**The input:**
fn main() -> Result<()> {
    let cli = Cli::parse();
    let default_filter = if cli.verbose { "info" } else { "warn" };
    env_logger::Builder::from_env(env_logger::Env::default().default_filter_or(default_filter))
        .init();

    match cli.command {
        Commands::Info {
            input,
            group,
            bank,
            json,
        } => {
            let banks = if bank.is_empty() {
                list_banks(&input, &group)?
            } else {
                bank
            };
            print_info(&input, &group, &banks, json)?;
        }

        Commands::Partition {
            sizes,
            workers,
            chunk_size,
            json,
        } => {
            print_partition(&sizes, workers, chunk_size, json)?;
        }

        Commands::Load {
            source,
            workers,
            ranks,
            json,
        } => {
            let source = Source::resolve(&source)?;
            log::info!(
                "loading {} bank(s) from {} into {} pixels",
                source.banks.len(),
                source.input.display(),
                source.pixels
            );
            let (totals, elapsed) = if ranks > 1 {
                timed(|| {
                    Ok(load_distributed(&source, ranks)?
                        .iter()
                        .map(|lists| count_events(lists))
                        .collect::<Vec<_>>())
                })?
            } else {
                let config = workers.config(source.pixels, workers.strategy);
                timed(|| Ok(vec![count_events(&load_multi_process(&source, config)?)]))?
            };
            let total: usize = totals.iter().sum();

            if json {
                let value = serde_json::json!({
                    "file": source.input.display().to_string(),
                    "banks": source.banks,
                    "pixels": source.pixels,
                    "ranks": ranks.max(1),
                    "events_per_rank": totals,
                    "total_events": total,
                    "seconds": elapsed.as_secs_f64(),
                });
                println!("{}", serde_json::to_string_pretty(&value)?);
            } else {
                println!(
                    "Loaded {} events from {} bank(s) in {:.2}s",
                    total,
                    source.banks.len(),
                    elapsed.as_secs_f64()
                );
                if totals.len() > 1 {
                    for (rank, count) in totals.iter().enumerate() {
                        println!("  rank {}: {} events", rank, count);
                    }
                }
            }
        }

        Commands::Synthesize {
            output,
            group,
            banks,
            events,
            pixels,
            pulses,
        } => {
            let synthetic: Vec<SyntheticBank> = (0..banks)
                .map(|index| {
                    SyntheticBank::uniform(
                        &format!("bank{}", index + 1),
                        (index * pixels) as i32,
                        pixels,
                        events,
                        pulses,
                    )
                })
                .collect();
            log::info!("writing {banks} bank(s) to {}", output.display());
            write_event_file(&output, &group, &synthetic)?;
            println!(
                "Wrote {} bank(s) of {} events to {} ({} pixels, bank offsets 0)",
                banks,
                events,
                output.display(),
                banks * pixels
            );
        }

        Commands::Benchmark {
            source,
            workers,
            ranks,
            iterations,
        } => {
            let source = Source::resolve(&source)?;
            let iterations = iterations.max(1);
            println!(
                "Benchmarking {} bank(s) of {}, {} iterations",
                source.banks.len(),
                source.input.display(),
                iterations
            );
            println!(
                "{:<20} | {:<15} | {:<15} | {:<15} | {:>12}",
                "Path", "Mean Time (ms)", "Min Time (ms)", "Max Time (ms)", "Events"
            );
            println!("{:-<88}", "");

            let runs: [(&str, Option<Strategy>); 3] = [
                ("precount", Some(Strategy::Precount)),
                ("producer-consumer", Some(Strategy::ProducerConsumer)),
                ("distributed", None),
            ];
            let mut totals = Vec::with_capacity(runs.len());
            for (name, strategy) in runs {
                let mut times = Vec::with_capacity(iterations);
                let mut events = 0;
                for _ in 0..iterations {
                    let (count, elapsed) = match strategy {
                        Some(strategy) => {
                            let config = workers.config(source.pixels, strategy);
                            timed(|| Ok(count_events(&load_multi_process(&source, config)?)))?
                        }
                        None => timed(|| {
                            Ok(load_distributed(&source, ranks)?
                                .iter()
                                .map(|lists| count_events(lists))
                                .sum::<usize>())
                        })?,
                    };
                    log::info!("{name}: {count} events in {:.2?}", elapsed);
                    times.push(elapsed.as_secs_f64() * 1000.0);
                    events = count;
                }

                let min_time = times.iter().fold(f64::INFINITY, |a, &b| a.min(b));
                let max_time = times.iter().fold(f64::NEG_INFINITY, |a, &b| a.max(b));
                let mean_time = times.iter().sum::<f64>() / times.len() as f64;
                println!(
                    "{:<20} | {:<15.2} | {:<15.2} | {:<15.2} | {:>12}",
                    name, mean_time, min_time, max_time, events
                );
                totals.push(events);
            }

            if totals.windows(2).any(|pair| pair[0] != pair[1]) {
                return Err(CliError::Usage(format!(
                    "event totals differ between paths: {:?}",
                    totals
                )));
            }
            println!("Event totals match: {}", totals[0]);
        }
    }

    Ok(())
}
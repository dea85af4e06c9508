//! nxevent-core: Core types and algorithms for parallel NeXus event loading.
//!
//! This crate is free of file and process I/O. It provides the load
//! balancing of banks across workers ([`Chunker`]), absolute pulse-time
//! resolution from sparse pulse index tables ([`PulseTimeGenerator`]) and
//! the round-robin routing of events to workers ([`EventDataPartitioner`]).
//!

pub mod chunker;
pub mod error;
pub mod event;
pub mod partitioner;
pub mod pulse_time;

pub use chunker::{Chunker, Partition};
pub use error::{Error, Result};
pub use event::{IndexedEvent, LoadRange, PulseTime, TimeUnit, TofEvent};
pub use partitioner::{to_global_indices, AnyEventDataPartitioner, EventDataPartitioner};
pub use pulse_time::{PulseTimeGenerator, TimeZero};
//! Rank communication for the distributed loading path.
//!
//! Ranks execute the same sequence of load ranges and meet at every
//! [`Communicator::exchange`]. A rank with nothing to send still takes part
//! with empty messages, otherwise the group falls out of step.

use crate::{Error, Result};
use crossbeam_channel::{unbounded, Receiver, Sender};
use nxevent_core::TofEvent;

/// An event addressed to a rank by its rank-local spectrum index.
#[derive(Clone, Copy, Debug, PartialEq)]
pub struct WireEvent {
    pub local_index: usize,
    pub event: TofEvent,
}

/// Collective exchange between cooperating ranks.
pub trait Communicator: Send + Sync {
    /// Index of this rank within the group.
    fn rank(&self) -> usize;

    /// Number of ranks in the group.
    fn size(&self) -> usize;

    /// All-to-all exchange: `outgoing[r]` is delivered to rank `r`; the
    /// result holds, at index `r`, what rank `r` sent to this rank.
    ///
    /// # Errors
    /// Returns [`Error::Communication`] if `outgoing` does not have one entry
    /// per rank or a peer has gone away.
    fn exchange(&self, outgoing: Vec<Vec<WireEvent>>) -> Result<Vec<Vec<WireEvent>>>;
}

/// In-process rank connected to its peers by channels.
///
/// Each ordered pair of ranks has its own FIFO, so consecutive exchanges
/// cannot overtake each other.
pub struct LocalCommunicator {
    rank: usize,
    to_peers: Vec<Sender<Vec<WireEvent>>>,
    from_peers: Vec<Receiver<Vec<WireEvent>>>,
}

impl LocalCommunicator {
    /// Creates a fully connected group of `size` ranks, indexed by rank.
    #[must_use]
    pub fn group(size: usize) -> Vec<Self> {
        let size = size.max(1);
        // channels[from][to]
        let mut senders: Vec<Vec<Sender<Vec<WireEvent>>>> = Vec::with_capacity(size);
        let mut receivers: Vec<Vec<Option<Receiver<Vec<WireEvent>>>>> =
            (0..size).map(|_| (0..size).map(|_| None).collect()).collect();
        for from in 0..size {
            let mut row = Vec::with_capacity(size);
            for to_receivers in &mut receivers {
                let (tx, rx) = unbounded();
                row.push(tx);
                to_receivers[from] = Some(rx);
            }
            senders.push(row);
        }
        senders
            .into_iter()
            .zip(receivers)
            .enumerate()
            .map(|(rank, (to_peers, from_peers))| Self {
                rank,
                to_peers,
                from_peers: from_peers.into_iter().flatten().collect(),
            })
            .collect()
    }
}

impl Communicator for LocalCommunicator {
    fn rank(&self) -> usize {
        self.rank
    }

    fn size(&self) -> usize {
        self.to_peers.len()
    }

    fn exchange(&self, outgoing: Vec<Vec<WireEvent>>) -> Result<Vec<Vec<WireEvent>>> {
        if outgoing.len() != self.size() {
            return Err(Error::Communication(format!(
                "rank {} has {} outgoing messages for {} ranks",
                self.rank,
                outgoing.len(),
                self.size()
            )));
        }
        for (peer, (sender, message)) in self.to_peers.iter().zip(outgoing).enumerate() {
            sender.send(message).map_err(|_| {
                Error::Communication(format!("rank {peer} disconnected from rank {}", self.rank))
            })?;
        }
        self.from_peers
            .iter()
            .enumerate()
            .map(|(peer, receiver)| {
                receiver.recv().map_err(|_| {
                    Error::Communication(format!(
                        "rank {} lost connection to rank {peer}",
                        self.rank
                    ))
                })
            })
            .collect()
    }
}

**Problem to work on:** Reproduce word for word the material above, starting with the line that has "let config = workers.config(source.pixels, strategy);" and stopping after the line that has "resolution from sparse".

**Reply to the exercise:**
                            let config = workers.config(source.pixels, strategy);
                            timed(|| Ok(count_events(&load_multi_process(&source, config)?)))?
                        }
                        None => timed(|| {
                            Ok(load_distributed(&source, ranks)?
                                .iter()
                                .map(|lists| count_events(lists))
                                .sum::<usize>())
                        })?,
                    };
                    log::info!("{name}: {count} events in {:.2?}", elapsed);
                    times.push(elapsed.as_secs_f64() * 1000.0);
                    events = count;
                }

                let min_time = times.iter().fold(f64::INFINITY, |a, &b| a.min(b));
                let max_time = times.iter().fold(f64::NEG_INFINITY, |a, &b| a.max(b));
                let mean_time = times.iter().sum::<f64>() / times.len() as f64;
                println!(
                    "{:<20} | {:<15.2} | {:<15.2} | {:<15.2} | {:>12}",
                    name, mean_time, min_time, max_time, events
                );
                totals.push(events);
            }

            if totals.windows(2).any(|pair| pair[0] != pair[1]) {
                return Err(CliError::Usage(format!(
                    "event totals differ between paths: {:?}",
                    totals
                )));
            }
            println!("Event totals match: {}", totals[0]);
        }
    }

    Ok(())
}
repository dea85af4e06c9508
//! nxevent-core: Core types and algorithms for parallel NeXus event loading.
//!
//! This crate is free of file and process I/O. It provides the load
//! balancing of banks across workers ([`Chunker`]), absolute pulse-time
//! resolution from sparse pulse index tables ([`PulseTimeGenerator`]) and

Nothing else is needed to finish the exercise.